-- DIRECTIONS FOR THIS TASK --
Look through the records and copy every line in which "compact" appears.

-- EXCERPTED RECORDS --
= Beginning of Section =

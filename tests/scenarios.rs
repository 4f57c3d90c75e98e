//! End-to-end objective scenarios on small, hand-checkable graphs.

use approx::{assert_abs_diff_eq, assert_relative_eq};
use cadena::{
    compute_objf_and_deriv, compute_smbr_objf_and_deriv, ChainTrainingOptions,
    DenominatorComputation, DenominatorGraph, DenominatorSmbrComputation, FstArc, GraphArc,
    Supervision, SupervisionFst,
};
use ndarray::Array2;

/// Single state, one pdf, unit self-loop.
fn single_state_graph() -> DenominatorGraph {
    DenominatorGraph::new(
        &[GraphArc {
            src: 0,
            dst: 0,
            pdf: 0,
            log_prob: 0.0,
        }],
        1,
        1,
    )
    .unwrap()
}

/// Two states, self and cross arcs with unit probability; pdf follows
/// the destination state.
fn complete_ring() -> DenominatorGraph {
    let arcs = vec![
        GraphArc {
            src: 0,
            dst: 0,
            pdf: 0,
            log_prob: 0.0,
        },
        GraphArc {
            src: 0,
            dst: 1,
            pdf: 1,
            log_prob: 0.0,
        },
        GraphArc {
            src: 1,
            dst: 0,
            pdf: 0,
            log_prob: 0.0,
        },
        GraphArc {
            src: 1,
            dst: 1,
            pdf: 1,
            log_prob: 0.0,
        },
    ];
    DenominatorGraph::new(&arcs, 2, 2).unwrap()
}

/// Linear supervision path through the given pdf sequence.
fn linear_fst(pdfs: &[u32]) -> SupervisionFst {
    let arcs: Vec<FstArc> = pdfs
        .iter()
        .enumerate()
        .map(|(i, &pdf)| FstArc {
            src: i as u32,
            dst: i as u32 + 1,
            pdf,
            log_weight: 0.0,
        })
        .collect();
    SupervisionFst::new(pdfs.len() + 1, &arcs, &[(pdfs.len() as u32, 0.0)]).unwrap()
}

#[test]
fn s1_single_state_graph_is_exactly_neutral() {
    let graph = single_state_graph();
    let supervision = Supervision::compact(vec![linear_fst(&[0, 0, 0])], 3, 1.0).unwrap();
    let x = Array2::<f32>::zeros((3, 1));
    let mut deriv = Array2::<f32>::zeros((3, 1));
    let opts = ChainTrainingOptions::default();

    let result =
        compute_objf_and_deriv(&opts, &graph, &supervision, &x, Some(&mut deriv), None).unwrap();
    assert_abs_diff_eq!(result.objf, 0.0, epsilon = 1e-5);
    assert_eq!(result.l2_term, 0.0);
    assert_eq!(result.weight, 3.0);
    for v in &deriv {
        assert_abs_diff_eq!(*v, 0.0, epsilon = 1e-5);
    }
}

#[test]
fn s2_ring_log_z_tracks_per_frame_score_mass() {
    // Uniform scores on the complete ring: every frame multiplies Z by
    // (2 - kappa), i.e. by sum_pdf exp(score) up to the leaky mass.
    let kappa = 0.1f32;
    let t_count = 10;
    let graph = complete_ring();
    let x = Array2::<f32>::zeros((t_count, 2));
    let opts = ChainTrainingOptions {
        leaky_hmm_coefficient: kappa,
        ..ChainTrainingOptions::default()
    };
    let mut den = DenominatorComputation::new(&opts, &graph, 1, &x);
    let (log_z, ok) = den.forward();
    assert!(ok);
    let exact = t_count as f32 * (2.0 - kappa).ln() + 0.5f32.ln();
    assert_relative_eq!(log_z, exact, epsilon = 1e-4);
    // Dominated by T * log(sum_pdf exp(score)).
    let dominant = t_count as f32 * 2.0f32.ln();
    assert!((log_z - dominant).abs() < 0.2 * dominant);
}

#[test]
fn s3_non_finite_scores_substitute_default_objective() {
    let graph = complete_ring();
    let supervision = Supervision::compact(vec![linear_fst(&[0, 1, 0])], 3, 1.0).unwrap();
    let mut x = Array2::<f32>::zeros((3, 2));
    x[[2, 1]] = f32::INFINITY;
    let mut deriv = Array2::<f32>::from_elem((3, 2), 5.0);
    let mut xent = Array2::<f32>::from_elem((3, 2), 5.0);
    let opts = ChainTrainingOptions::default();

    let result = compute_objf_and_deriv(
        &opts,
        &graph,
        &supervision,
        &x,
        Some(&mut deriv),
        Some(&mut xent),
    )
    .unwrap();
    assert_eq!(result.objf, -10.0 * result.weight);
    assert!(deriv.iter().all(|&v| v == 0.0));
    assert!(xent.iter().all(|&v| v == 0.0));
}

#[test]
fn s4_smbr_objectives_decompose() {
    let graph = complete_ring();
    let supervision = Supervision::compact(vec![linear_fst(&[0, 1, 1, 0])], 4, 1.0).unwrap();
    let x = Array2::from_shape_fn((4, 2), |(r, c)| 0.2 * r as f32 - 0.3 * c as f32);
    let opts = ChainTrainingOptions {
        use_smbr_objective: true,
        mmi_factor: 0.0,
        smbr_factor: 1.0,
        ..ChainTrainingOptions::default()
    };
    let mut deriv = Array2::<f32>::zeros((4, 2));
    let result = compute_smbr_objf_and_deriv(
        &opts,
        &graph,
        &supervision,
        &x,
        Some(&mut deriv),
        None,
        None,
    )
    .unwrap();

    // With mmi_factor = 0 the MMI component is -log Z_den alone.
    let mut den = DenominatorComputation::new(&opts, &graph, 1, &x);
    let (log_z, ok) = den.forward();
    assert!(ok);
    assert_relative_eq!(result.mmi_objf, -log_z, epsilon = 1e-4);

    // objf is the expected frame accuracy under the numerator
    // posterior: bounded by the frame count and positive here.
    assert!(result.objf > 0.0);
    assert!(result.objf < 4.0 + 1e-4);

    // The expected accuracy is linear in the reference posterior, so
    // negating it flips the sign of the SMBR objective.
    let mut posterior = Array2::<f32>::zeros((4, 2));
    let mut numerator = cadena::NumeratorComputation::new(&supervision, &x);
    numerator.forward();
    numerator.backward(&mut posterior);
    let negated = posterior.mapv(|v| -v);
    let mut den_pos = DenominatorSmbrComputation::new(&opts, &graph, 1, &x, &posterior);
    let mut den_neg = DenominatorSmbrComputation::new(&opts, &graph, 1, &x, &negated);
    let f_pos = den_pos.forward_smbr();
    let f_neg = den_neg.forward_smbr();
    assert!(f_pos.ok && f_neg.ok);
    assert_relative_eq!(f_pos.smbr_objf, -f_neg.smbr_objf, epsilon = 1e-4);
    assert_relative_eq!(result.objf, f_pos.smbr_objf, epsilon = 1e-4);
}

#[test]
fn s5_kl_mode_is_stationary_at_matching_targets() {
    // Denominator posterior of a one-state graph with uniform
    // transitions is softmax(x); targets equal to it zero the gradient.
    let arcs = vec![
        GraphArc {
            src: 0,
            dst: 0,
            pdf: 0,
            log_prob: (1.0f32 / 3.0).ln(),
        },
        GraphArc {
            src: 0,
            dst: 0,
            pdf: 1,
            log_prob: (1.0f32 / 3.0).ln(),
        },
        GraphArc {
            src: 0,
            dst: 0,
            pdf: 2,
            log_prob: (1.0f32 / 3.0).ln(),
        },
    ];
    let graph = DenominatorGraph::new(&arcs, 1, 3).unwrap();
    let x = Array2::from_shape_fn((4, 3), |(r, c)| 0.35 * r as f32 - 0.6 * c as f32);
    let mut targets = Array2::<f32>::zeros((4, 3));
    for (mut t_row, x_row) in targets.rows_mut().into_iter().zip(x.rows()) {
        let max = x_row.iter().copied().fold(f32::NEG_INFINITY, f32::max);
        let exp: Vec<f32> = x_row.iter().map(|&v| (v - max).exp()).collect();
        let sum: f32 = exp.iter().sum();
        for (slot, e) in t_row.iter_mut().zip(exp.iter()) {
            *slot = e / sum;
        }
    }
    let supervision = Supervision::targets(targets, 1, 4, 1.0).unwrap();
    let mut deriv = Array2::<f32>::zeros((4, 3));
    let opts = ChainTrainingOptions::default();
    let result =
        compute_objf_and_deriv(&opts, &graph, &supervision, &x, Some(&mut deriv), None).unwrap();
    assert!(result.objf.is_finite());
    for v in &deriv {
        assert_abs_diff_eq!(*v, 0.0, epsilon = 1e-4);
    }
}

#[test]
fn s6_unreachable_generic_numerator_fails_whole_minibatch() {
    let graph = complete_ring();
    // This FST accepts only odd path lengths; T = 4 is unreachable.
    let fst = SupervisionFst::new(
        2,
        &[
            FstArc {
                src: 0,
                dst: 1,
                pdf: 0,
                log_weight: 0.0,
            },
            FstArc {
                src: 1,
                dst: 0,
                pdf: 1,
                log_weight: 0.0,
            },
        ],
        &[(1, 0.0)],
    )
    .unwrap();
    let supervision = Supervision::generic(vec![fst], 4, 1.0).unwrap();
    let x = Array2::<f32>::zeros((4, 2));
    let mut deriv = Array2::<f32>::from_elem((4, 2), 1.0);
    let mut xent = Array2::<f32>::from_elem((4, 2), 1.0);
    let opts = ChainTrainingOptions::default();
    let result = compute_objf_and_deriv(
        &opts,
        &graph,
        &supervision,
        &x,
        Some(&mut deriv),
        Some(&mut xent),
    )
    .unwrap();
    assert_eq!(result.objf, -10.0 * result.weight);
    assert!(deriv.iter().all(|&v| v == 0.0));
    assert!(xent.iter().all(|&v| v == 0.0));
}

= End of Section =

-- EXERCISE OUTPUT --
    let supervision = Supervision::compact(vec![linear_fst(&[0, 0, 0])], 3, 1.0).unwrap();
    let supervision = Supervision::compact(vec![linear_fst(&[0, 1, 0])], 3, 1.0).unwrap();
    let supervision = Supervision::compact(vec![linear_fst(&[0, 1, 1, 0])], 4, 1.0).unwrap();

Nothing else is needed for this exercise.